━━ Provided entries

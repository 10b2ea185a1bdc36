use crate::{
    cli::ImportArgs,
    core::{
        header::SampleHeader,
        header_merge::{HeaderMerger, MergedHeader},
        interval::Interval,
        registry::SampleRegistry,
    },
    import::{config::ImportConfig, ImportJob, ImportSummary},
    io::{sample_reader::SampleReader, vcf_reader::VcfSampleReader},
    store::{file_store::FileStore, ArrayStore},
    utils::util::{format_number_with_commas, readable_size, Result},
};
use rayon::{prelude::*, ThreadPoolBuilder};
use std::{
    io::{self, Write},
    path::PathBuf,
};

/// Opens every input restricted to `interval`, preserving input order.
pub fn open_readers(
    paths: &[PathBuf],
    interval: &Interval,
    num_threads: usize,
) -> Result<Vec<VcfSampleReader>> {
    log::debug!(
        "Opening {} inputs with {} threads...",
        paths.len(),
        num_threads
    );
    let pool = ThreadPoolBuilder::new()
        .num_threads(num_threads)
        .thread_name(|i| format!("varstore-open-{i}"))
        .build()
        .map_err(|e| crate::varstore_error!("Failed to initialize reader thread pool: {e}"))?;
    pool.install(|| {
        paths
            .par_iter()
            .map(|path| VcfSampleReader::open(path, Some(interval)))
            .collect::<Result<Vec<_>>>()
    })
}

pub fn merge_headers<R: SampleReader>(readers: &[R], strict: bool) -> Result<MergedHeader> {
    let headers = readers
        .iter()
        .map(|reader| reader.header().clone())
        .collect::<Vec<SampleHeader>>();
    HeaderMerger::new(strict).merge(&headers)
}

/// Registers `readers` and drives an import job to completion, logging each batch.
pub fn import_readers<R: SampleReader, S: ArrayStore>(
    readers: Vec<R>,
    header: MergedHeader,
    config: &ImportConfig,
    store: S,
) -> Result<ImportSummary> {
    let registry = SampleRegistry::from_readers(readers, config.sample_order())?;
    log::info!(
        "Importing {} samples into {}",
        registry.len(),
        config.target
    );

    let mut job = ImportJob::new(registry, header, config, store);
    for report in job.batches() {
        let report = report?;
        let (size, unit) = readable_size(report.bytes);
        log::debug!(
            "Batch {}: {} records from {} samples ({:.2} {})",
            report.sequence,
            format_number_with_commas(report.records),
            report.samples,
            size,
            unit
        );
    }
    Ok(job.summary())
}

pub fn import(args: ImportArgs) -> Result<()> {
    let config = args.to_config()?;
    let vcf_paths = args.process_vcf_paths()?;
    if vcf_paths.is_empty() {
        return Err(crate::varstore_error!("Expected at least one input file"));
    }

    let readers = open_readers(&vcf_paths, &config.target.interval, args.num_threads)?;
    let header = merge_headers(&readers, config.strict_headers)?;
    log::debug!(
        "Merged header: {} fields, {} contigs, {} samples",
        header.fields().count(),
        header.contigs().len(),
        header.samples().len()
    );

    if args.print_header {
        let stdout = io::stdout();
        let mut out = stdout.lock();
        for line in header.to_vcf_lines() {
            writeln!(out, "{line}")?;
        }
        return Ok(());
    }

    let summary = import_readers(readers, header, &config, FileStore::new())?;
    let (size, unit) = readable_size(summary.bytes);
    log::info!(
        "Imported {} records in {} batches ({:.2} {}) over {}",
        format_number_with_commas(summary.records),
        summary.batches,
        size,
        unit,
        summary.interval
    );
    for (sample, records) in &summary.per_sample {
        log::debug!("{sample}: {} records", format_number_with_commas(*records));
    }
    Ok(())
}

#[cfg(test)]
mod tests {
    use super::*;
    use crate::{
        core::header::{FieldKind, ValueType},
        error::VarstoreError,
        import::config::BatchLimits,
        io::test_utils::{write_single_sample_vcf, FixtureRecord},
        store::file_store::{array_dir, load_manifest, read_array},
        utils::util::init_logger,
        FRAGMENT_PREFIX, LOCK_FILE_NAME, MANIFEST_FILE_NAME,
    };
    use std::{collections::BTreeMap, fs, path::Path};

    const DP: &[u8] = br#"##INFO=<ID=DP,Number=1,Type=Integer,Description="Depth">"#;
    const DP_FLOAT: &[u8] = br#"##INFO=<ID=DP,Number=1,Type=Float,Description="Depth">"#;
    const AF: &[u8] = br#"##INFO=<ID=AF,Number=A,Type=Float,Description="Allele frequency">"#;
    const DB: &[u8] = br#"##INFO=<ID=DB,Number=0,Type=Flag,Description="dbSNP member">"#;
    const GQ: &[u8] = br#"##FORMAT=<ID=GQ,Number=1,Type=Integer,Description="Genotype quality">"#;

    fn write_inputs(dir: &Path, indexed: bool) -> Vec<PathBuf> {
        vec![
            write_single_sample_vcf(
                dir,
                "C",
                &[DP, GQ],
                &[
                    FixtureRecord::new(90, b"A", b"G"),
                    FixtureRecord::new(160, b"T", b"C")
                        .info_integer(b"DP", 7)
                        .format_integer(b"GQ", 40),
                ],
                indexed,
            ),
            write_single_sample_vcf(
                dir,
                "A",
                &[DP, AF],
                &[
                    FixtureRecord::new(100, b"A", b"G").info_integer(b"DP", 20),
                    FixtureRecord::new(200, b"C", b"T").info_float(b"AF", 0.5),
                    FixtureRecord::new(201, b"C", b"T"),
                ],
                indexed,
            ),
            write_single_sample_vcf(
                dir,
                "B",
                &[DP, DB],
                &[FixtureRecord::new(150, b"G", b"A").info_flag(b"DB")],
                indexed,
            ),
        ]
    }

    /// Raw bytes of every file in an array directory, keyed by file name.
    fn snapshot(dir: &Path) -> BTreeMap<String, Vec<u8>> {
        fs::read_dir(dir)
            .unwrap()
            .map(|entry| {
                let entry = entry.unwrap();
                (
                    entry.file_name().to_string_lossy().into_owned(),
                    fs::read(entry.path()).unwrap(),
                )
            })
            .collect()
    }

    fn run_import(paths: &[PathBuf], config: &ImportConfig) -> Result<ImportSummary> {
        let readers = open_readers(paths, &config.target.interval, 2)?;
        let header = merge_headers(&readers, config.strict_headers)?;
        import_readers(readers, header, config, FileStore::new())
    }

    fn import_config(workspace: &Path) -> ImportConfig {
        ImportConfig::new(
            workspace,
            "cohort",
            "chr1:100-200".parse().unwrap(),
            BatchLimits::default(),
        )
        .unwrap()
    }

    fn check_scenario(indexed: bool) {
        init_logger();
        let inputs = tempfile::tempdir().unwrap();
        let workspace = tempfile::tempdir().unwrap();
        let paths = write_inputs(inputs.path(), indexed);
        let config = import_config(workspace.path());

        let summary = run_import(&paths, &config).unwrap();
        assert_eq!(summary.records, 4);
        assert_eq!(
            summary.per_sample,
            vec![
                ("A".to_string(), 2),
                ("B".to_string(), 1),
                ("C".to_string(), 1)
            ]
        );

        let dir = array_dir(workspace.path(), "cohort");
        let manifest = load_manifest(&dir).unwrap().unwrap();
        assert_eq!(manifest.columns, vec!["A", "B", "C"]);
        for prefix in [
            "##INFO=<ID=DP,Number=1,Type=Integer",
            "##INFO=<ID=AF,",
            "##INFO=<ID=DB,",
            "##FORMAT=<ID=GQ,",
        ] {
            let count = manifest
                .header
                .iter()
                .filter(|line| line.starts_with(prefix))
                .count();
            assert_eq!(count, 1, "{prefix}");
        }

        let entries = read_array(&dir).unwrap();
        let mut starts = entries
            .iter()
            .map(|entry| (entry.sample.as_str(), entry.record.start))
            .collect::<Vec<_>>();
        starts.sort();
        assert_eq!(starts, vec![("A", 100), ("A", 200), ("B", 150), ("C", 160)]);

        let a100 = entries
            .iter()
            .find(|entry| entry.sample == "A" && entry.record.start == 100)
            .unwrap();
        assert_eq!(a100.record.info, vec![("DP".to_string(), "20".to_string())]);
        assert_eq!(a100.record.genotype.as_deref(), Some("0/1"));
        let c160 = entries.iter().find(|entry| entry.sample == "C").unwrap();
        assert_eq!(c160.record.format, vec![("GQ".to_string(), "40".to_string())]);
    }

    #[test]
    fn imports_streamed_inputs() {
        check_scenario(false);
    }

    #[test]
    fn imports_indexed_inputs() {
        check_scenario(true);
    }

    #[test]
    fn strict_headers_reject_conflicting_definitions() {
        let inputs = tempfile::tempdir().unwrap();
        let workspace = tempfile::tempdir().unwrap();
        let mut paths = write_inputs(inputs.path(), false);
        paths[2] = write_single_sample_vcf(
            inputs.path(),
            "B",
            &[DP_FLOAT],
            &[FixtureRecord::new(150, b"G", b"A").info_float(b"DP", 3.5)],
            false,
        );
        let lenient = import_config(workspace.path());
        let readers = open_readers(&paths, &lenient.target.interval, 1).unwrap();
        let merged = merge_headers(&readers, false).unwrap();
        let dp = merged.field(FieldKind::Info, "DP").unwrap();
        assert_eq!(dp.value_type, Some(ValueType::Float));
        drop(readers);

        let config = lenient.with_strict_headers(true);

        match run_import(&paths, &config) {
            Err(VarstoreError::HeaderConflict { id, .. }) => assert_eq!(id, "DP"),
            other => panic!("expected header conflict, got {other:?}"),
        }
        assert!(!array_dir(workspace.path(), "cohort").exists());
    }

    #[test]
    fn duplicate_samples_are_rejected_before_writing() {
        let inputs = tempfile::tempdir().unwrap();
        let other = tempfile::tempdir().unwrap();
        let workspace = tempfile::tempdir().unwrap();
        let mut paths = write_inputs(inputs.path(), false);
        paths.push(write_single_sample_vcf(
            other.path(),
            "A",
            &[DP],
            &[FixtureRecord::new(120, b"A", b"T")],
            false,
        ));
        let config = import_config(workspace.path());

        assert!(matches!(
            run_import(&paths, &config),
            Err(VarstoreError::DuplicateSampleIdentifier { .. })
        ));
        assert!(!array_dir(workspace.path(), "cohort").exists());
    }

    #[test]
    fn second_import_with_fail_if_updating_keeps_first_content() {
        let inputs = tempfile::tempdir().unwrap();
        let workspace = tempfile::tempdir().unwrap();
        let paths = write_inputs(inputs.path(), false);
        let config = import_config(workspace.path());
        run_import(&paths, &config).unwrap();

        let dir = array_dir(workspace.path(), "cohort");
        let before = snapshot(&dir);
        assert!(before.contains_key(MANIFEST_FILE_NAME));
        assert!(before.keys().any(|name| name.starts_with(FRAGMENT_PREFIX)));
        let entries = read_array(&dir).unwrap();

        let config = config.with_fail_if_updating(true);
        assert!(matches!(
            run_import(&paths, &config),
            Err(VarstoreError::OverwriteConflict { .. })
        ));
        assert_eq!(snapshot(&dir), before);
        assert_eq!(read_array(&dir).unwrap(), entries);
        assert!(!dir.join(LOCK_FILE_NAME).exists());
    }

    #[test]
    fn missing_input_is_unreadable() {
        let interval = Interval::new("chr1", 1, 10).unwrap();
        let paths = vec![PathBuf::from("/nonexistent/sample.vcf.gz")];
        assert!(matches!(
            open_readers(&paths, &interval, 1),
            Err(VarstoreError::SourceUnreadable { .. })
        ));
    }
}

━━━━

Your objective: Write out, exactly and with nothing else, the lines of the listing above from its first line through the line with "let pool = ThreadPoolBuilder::new()".

Task output:
repository 10b2ea185a1bdc36
use crate::{
    cli::ImportArgs,
    core::{
        header::SampleHeader,
        header_merge::{HeaderMerger, MergedHeader},
        interval::Interval,
        registry::SampleRegistry,
    },
    import::{config::ImportConfig, ImportJob, ImportSummary},
    io::{sample_reader::SampleReader, vcf_reader::VcfSampleReader},
    store::{file_store::FileStore, ArrayStore},
    utils::util::{format_number_with_commas, readable_size, Result},
};
use rayon::{prelude::*, ThreadPoolBuilder};
use std::{
    io::{self, Write},
    path::PathBuf,
};

/// Opens every input restricted to `interval`, preserving input order.
pub fn open_readers(
    paths: &[PathBuf],
    interval: &Interval,
    num_threads: usize,
) -> Result<Vec<VcfSampleReader>> {
    log::debug!(
        "Opening {} inputs with {} threads...",
        paths.len(),
        num_threads
    );
    let pool = ThreadPoolBuilder::new()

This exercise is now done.